** EXERCISE GOAL **
Where a line in the records below contains the string "CvrStats", tally it; give only the final number.

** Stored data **
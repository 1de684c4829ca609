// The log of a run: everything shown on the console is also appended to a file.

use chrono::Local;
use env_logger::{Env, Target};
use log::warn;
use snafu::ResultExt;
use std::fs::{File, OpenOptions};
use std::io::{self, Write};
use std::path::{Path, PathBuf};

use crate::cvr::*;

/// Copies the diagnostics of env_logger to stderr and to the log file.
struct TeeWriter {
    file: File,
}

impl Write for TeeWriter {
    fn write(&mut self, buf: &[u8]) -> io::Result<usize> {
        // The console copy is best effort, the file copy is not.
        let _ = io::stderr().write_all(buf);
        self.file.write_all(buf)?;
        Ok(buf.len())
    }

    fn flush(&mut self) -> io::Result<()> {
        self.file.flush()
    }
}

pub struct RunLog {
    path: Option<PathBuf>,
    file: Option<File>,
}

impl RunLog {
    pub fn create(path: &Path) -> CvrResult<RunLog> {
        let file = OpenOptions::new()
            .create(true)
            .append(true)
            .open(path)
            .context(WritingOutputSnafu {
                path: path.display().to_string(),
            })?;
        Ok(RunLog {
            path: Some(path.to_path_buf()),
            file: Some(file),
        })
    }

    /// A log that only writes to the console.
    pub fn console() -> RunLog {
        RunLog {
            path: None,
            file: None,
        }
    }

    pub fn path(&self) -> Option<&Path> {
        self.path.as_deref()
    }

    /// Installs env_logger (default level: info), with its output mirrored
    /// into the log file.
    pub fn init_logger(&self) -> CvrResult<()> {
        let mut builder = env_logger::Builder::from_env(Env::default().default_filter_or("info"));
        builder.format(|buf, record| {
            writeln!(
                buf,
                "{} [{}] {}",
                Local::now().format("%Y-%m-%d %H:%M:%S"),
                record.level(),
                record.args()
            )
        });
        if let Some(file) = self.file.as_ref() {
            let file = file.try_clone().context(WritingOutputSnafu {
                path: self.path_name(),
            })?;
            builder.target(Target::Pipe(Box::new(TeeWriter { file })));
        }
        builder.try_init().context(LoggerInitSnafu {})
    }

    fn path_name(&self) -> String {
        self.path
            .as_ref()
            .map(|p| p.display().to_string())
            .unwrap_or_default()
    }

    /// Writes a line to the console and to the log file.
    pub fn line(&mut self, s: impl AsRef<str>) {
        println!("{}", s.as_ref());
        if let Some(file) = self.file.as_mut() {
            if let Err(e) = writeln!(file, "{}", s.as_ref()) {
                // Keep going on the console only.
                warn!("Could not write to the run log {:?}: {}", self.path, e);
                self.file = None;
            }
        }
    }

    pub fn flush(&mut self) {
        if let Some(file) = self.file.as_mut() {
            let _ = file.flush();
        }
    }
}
...
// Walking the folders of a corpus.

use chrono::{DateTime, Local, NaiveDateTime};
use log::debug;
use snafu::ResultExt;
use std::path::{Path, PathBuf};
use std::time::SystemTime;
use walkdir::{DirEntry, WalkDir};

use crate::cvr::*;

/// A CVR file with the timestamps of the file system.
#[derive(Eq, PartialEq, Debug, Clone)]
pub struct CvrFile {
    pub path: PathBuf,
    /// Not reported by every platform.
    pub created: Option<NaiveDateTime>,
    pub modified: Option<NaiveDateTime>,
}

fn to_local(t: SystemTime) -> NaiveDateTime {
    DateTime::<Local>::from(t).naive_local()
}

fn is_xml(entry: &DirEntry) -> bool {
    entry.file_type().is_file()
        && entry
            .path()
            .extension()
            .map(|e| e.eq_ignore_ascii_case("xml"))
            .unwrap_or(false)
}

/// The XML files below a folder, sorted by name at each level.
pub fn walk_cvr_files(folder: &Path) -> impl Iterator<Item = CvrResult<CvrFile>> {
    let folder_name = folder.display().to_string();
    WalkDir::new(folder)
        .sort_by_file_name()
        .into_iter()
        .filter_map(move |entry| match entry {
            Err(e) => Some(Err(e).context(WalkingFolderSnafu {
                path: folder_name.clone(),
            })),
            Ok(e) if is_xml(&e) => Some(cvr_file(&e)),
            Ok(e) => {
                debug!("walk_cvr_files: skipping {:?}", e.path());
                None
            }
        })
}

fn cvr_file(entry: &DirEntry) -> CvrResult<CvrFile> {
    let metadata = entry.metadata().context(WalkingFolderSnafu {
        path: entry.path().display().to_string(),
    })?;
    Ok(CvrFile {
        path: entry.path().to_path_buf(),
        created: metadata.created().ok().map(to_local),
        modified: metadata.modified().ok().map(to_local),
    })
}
* * *
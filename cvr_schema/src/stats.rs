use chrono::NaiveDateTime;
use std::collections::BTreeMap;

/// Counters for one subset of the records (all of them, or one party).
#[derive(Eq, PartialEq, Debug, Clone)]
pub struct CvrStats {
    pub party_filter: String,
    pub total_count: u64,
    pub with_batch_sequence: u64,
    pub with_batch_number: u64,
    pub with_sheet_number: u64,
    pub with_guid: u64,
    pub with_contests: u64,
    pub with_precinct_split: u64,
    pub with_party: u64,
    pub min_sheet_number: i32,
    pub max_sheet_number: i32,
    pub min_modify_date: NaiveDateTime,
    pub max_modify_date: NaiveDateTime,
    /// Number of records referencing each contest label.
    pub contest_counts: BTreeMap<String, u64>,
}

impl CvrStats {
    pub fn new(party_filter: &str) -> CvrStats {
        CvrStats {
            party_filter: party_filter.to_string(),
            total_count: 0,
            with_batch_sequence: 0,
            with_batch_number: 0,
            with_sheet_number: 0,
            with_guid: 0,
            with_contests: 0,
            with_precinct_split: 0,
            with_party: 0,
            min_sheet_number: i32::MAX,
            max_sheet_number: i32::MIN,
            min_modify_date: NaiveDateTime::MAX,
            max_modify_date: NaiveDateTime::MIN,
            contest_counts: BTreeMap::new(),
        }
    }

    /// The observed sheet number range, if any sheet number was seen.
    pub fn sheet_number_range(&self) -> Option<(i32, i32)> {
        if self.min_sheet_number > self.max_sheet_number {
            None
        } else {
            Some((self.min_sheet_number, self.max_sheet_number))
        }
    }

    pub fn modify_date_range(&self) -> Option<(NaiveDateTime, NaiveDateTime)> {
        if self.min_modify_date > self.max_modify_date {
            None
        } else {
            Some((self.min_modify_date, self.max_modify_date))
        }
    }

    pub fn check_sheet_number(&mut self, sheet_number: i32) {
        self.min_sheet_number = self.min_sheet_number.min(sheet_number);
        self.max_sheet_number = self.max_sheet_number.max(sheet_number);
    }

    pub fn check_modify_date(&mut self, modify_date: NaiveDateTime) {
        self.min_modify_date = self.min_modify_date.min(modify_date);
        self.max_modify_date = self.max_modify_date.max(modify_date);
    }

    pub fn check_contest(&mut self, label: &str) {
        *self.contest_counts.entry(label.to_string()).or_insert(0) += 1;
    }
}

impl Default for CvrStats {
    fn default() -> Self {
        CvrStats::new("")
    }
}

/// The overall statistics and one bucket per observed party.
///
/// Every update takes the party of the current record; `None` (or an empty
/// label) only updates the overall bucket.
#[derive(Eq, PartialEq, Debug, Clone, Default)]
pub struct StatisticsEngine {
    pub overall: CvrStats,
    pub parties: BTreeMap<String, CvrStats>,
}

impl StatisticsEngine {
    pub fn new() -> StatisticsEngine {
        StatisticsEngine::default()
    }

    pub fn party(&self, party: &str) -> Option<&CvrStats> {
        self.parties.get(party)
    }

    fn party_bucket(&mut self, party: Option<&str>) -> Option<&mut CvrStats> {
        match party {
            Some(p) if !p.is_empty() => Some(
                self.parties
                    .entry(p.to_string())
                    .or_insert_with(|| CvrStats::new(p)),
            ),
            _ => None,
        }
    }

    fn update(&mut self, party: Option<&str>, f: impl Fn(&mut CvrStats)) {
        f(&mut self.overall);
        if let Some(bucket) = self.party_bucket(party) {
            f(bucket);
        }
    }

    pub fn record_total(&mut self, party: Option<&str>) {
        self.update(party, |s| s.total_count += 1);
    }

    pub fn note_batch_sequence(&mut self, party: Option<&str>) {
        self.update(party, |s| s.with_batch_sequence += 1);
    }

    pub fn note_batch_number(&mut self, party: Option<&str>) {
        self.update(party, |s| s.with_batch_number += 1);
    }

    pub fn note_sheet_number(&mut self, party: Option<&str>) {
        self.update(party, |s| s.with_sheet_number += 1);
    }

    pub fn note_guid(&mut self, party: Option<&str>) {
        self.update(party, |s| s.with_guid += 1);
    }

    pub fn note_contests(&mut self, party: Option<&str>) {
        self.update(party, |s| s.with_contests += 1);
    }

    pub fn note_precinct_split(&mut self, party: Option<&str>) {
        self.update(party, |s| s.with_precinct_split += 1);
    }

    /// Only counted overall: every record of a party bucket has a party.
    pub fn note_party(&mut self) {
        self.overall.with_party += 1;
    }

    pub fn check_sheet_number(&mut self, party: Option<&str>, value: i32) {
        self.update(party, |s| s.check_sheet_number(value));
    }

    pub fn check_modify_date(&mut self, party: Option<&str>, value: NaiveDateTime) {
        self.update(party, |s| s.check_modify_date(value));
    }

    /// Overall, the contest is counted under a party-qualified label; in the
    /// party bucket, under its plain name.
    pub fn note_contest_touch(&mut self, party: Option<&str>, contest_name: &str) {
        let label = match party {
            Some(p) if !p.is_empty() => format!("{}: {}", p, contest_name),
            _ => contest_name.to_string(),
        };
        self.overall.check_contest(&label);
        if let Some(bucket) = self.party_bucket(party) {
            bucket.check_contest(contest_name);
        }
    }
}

** TASK RESULT **
12